Autobiographical narrative

The autobiographical narrative is the story about who you tell yourself you are. The issue is whether that story is true. In chronic pain, because of the negative bias it creates in the mind, that story is often false.

In the first example above, my comment to myself, my autobiographical narrative, is one in which I disempower myself. I called myself ‘stupid.’ I could have simply acknowledged that I made a mistake and leave it at that. I could take note of where I tripped and be more careful the next time I walk in this area. By calling myself a derogatory name, I have invalidated my intelligence, which is inaccurate.

In the second example, the person who relapsed and became lost in victimhood. They ceded their power to their partner that left them and to their addictive behavior, alcoholism. And so, they have disempowered themselves.

Reframing

The interpretation the mind creates of an experience is termed ‘framing.’ It is helpful to become aware of the way we frame the meaning of our experiences. This way we can begin to understand whether the frame is stressful or not. Through the process of ‘reframing,’ we shift the meaning we made of the experience from one of victimhood to empowerment. We create an alternative story that lifts us up rather than one that self-sabotages us.

For example, my friend got into debt. When that happened, she framed it as “I am a loser because I am in debt,” and so disempowered herself to her experience. When she reframed as “my debt is an opportunity for me to learn to manage my resources more effectively.” In this new meaning she has taken back her power and responsibility around this issue. We use reframing as a tool to heal chronic pain.

Your reframe must be real

When we reframe, the new meaning we make of our experience must feel true to us. Note when you create your reframe how it feels in the body. Does it feel constrictive and tight, or does it feel relieving and expansive? If you feel the latter, you have created a reframe that will serve you. Once you adopt this new reframe, you will no longer feel the stress around your memory of the original event. In this way, you heal some of the root cause of chronic pain.

Where are you sourcing your power

“Power is constant in the Universe. Be careful how you are accessing it.” These are the wise words of Guru Prem Singh Khalsa. In recovering from chronic pain and addiction, it is important that we learn to recognize our power. Where are we needlessly giving the power we have to act away to someone or something else? When we self-sabotage with an autobiographical narrative, then we cede our power, and therefore our responsibility to act, away from ourselves. We accumulate more stress and chronic pain. We feed our addictive behavior.

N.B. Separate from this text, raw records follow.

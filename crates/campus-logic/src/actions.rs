//! Action catalogs and the action-resolution pipeline.
//!
//! The catalog on offer is a pure function of (grade, month). Resolving an
//! action scales every delta by the phase multiplier, rounding each delta
//! up on its own, debits energy first and moves the phase one step forward.
//! Internships and thesis work past the excellent mark stop at a
//! [`PendingConfirmation`] instead of applying.

use serde::{Deserialize, Serialize};

use crate::achievements;
use crate::constants::{action_major as am, calendar, holiday, hospital, intern, senior, thesis};
use crate::error::ActionError;
use crate::state::{Phase, SimulationState, Stat};

/// Which phases an action may be taken in.
#[derive(Debug, Clone, Copy, PartialEq, Eq, Serialize, Deserialize)]
#[serde(rename_all = "snake_case")]
pub enum PhaseTag {
    Major,
    Minor,
    Both,
}

impl PhaseTag {
    pub fn allows(self, phase: Phase) -> bool {
        match (self, phase) {
            (_, Phase::Done) => false,
            (PhaseTag::Both, _) => true,
            (PhaseTag::Major, Phase::Major) => true,
            (PhaseTag::Minor, Phase::Minor) => true,
            _ => false,
        }
    }
}

#[derive(Debug, Clone, Copy, PartialEq, Eq, Serialize, Deserialize)]
#[serde(rename_all = "snake_case")]
pub enum ActionKind {
    Standard,
    /// Needs confirmation; starts the intern lock.
    Internship,
    /// Needs confirmation once the thesis is already excellent.
    Thesis,
}

#[derive(Debug, Clone, PartialEq)]
pub struct ActionDefinition {
    pub id: &'static str,
    pub name: &'static str,
    pub tag: PhaseTag,
    /// Major-phase energy cost. Negative values recover energy.
    pub energy_cost: i32,
    /// Major-phase deltas.
    pub effects: &'static [(Stat, i32)],
    pub kind: ActionKind,
}

// ── Catalogs ────────────────────────────────────────────────────────────────

const INTERN_EFFECTS: &[(Stat, i32)] = &[
    (Stat::Skill, intern::GAIN_SKILL),
    (Stat::Social, intern::GAIN_SOCIAL),
    (Stat::Money, intern::MONEY),
    (Stat::Health, -intern::HEALTH_COST),
];

const STUDY: ActionDefinition = ActionDefinition {
    id: "study",
    name: "Study",
    tag: PhaseTag::Both,
    energy_cost: am::COST,
    effects: &[
        (Stat::Knowledge, am::GAIN_STAT),
        (Stat::Health, -am::HEALTH_COST),
        (Stat::StudyEffort, am::EFFORT),
    ],
    kind: ActionKind::Standard,
};

const INTERN: ActionDefinition = ActionDefinition {
    id: "intern",
    name: "Internship",
    tag: PhaseTag::Major,
    energy_cost: intern::COST,
    effects: INTERN_EFFECTS,
    kind: ActionKind::Internship,
};

const SOCIAL: ActionDefinition = ActionDefinition {
    id: "social",
    name: "Socialize",
    tag: PhaseTag::Both,
    energy_cost: am::COST_LOW,
    effects: &[
        (Stat::Social, am::GAIN_SOCIAL),
        (Stat::Health, am::GAIN_HEALTH),
    ],
    kind: ActionKind::Standard,
};

const PART_TIME: ActionDefinition = ActionDefinition {
    id: "part_time",
    name: "Part-time job",
    tag: PhaseTag::Both,
    energy_cost: am::COST_LOW,
    effects: &[
        (Stat::Social, am::GAIN_STAT),
        (Stat::Skill, am::GAIN_STAT),
        (Stat::Money, am::MONEY),
        (Stat::Health, -am::HEALTH_COST),
    ],
    kind: ActionKind::Standard,
};

const FITNESS: ActionDefinition = ActionDefinition {
    id: "fitness",
    name: "Work out",
    tag: PhaseTag::Both,
    energy_cost: am::COST_LOW,
    effects: &[(Stat::Health, am::GAIN_HEALTH)],
    kind: ActionKind::Standard,
};

const REST: ActionDefinition = ActionDefinition {
    id: "rest",
    name: "Rest",
    tag: PhaseTag::Both,
    energy_cost: -am::RECOVER,
    effects: &[(Stat::Health, am::GAIN_HEALTH)],
    kind: ActionKind::Standard,
};

const THESIS: ActionDefinition = ActionDefinition {
    id: "thesis",
    name: "Thesis",
    tag: PhaseTag::Both,
    energy_cost: senior::THESIS_COST,
    effects: &[(Stat::Thesis, senior::THESIS_PROGRESS)],
    kind: ActionKind::Thesis,
};

/// Ordinary term months, grades 1-3.
pub const TERM_ACTIONS: &[ActionDefinition] = &[STUDY, INTERN, SOCIAL, PART_TIME, FITNESS, REST];

/// Holiday months. In the final year `holiday_preview` is swapped for thesis.
pub const HOLIDAY_ACTIONS: &[ActionDefinition] = &[
    ActionDefinition {
        id: "holiday_preview",
        name: "Preview next term",
        tag: PhaseTag::Both,
        energy_cost: holiday::PREVIEW_COST,
        effects: &[
            (Stat::Knowledge, holiday::PREVIEW_GAIN),
            (Stat::Health, -am::HEALTH_COST),
            (Stat::StudyBuff, holiday::PREVIEW_EFFORT),
        ],
        kind: ActionKind::Standard,
    },
    ActionDefinition {
        id: "holiday_intern",
        name: "Holiday internship",
        tag: PhaseTag::Major,
        energy_cost: intern::COST,
        effects: INTERN_EFFECTS,
        kind: ActionKind::Internship,
    },
    ActionDefinition {
        id: "holiday_practice",
        name: "Field practice",
        tag: PhaseTag::Both,
        energy_cost: holiday::PRACTICE_COST,
        effects: &[
            (Stat::Knowledge, holiday::PRACTICE_GAIN),
            (Stat::Skill, holiday::PRACTICE_GAIN),
            (Stat::Health, -am::HEALTH_COST),
        ],
        kind: ActionKind::Standard,
    },
    ActionDefinition {
        id: "holiday_travel",
        name: "Travel with friends",
        tag: PhaseTag::Both,
        energy_cost: holiday::TRAVEL_COST,
        effects: &[
            (Stat::Social, holiday::TRAVEL_SOCIAL),
            (Stat::Health, holiday::TRAVEL_HEALTH),
        ],
        kind: ActionKind::Standard,
    },
    PART_TIME,
    ActionDefinition {
        id: "holiday_rest",
        name: "Take it easy",
        tag: PhaseTag::Both,
        energy_cost: -holiday::REST_RECOVER,
        effects: &[(Stat::Health, holiday::REST_HEALTH)],
        kind: ActionKind::Standard,
    },
];

/// Final-year term months.
pub const SENIOR_ACTIONS: &[ActionDefinition] = &[
    THESIS,
    INTERN,
    ActionDefinition {
        id: "job_hunt",
        name: "Job hunting",
        tag: PhaseTag::Both,
        energy_cost: senior::JOB_COST,
        effects: &[
            (Stat::Social, senior::JOB_GAIN),
            (Stat::Skill, senior::JOB_GAIN),
            (Stat::Health, -senior::JOB_HEALTH),
        ],
        kind: ActionKind::Standard,
    },
    SOCIAL,
    FITNESS,
    REST,
];

/// Actions offered in a given month.
pub fn catalog_for(grade: u8, month: u8) -> Vec<ActionDefinition> {
    let is_holiday = calendar::is_holiday(month);
    match (grade >= calendar::FINAL_GRADE, is_holiday) {
        (true, true) => HOLIDAY_ACTIONS
            .iter()
            .map(|a| if a.id == "holiday_preview" { THESIS } else { a.clone() })
            .collect(),
        (true, false) => SENIOR_ACTIONS.to_vec(),
        (false, true) => HOLIDAY_ACTIONS.to_vec(),
        (false, false) => TERM_ACTIONS.to_vec(),
    }
}

pub fn find_action(state: &SimulationState, id: &str) -> Option<ActionDefinition> {
    catalog_for(state.grade, state.month)
        .into_iter()
        .find(|a| a.id == id)
}

// ── Resolution ──────────────────────────────────────────────────────────────

/// A gate waiting for the player to say yes or no.
#[derive(Debug, Clone, PartialEq, Eq, Serialize, Deserialize)]
pub enum PendingConfirmation {
    Internship { action_id: String },
    ThesisOverwrite { action_id: String },
}

impl PendingConfirmation {
    pub fn message(&self) -> String {
        match self {
            Self::Internship { .. } => format!(
                "Starting an internship locks your major action for the next {} months, holidays included. Start now?",
                intern::LOCK_MONTHS
            ),
            Self::ThesisOverwrite { .. } => {
                "Your thesis is already rated excellent. Keep writing anyway?".to_string()
            }
        }
    }
}

#[derive(Debug, Clone, Copy, PartialEq, Eq, Serialize, Deserialize)]
pub enum ThesisMilestone {
    FirstDraft,
    Good,
    Excellent,
}

impl ThesisMilestone {
    pub fn for_progress(progress: i32) -> Option<Self> {
        if progress >= thesis::EXCELLENT {
            Some(Self::Excellent)
        } else if progress >= thesis::GOOD {
            Some(Self::Good)
        } else if progress >= thesis::COMPLETE {
            Some(Self::FirstDraft)
        } else {
            None
        }
    }

    pub fn message(self) -> &'static str {
        match self {
            Self::FirstDraft => "First draft of the thesis is finished!",
            Self::Good => "The thesis now meets the 'good' standard!",
            Self::Excellent => "The thesis now meets the 'excellent' standard!",
        }
    }
}

/// What an applied action changed.
#[derive(Debug, Clone, PartialEq)]
pub struct ActionReport {
    pub action_id: String,
    /// Applied deltas after scaling and rounding, energy first.
    pub deltas: Vec<(Stat, i64)>,
    pub milestone: Option<ThesisMilestone>,
    /// Achievements unlocked by this action.
    pub unlocked: Vec<&'static str>,
}

#[derive(Debug, Clone, PartialEq)]
pub enum Resolution {
    Applied(ActionReport),
    NeedsConfirmation(PendingConfirmation),
}

/// Result of a confirmed gate.
#[derive(Debug, Clone, PartialEq)]
pub enum Confirmed {
    /// Lock set; `payout` is `None` when the first month could not be paid
    /// for lack of energy.
    Internship { payout: Option<ActionReport> },
    Action(ActionReport),
}

/// Validate and apply `action_id` for the current month and phase.
pub fn resolve(state: &mut SimulationState, action_id: &str) -> Result<Resolution, ActionError> {
    let action = validate(state, action_id)?;
    match action.kind {
        ActionKind::Internship => Ok(Resolution::NeedsConfirmation(
            PendingConfirmation::Internship {
                action_id: action.id.to_string(),
            },
        )),
        ActionKind::Thesis if state.thesis_progress >= thesis::EXCELLENT => Ok(
            Resolution::NeedsConfirmation(PendingConfirmation::ThesisOverwrite {
                action_id: action.id.to_string(),
            }),
        ),
        _ => apply_action(state, &action).map(Resolution::Applied),
    }
}

/// Carry out a gate the player accepted. Declining needs no call at all.
pub fn confirm(
    state: &mut SimulationState,
    pending: &PendingConfirmation,
) -> Result<Confirmed, ActionError> {
    match pending {
        PendingConfirmation::Internship { action_id } => {
            validate(state, action_id)?;
            Ok(Confirmed::Internship {
                payout: start_internship(state),
            })
        }
        PendingConfirmation::ThesisOverwrite { action_id } => {
            let action = validate(state, action_id)?;
            apply_action(state, &action).map(Confirmed::Action)
        }
    }
}

/// Set the intern lock and pay the first month.
pub fn start_internship(state: &mut SimulationState) -> Option<ActionReport> {
    state.intern_lock_months = intern::LOCK_MONTHS;
    state.phase = Phase::Minor;
    let payout = intern_payout(state);
    if payout.is_none() {
        log::warn!("Internship started without energy for the first payout");
    }
    payout
}

/// One month of internship, unscaled and outside the phase gate. Forces
/// the minor phase either way; returns `None` without paying when energy
/// is short.
pub fn intern_payout(state: &mut SimulationState) -> Option<ActionReport> {
    state.phase = Phase::Minor;
    if state.energy < intern::COST {
        return None;
    }
    let mut deltas = Vec::with_capacity(INTERN_EFFECTS.len() + 1);
    state.apply_delta(Stat::Energy, -(intern::COST as i64));
    deltas.push((Stat::Energy, -(intern::COST as i64)));
    for &(stat, value) in INTERN_EFFECTS {
        state.apply_delta(stat, value as i64);
        deltas.push((stat, value as i64));
    }
    Some(ActionReport {
        action_id: "intern_payout".to_string(),
        deltas,
        milestone: None,
        unlocked: achievements::check_achievements(state)
            .into_iter()
            .map(|a| a.id)
            .collect(),
    })
}

fn validate(state: &SimulationState, action_id: &str) -> Result<ActionDefinition, ActionError> {
    if state.phase == Phase::Done {
        return Err(ActionError::PhaseDone);
    }
    if state.health < hospital::THRESHOLD {
        return Err(ActionError::HealthCrisis);
    }
    let action =
        find_action(state, action_id).ok_or_else(|| ActionError::UnknownAction(action_id.into()))?;
    if !action.tag.allows(state.phase) {
        return Err(ActionError::WrongPhase {
            action: action.id.to_string(),
            phase: state.phase,
        });
    }
    Ok(action)
}

/// Round each scaled delta up on its own.
pub fn scaled(value: i32, multiplier: f64) -> i64 {
    (value as f64 * multiplier).ceil() as i64
}

fn apply_action(
    state: &mut SimulationState,
    action: &ActionDefinition,
) -> Result<ActionReport, ActionError> {
    let multiplier = state.phase.multiplier();
    let cost = scaled(action.energy_cost, multiplier);
    if cost > 0 && (state.energy as i64) < cost {
        return Err(ActionError::InsufficientEnergy {
            needed: cost as i32,
            available: state.energy,
        });
    }

    let mut deltas = Vec::with_capacity(action.effects.len() + 1);
    state.apply_delta(Stat::Energy, -cost);
    deltas.push((Stat::Energy, -cost));
    for &(stat, value) in action.effects {
        let delta = scaled(value, multiplier);
        state.apply_delta(stat, delta);
        deltas.push((stat, delta));
    }
    state.phase = state.phase.next();

    let milestone = match action.kind {
        ActionKind::Thesis => ThesisMilestone::for_progress(state.thesis_progress),
        _ => None,
    };
    log::debug!("Action {} applied at multiplier {}", action.id, multiplier);

    Ok(ActionReport {
        action_id: action.id.to_string(),
        deltas,
        milestone,
        unlocked: achievements::check_achievements(state)
            .into_iter()
            .map(|a| a.id)
            .collect(),
    })
}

Of course, where we truly have no power to act, it is paramount to recognize this and release any stress we have because of our powerlessness.

In recovering from chronic pain and addiction, we manage our stress effectively by knowing the difference between when we have the power to act and when we do not. We learn how to reframe our stories to help heal chronic pain and addiction. The stories we tell ourselves, the meaning we make, about our experience can make the difference between healing and slipping right back into what Tommy Rosen terms “the frequency of addiction.”

Avoiding self-sabotage – where are you sourcing your power, losing your power, surrendering to where you have no power — and knowing the difference between these is central in chronic pain and addiction recovery.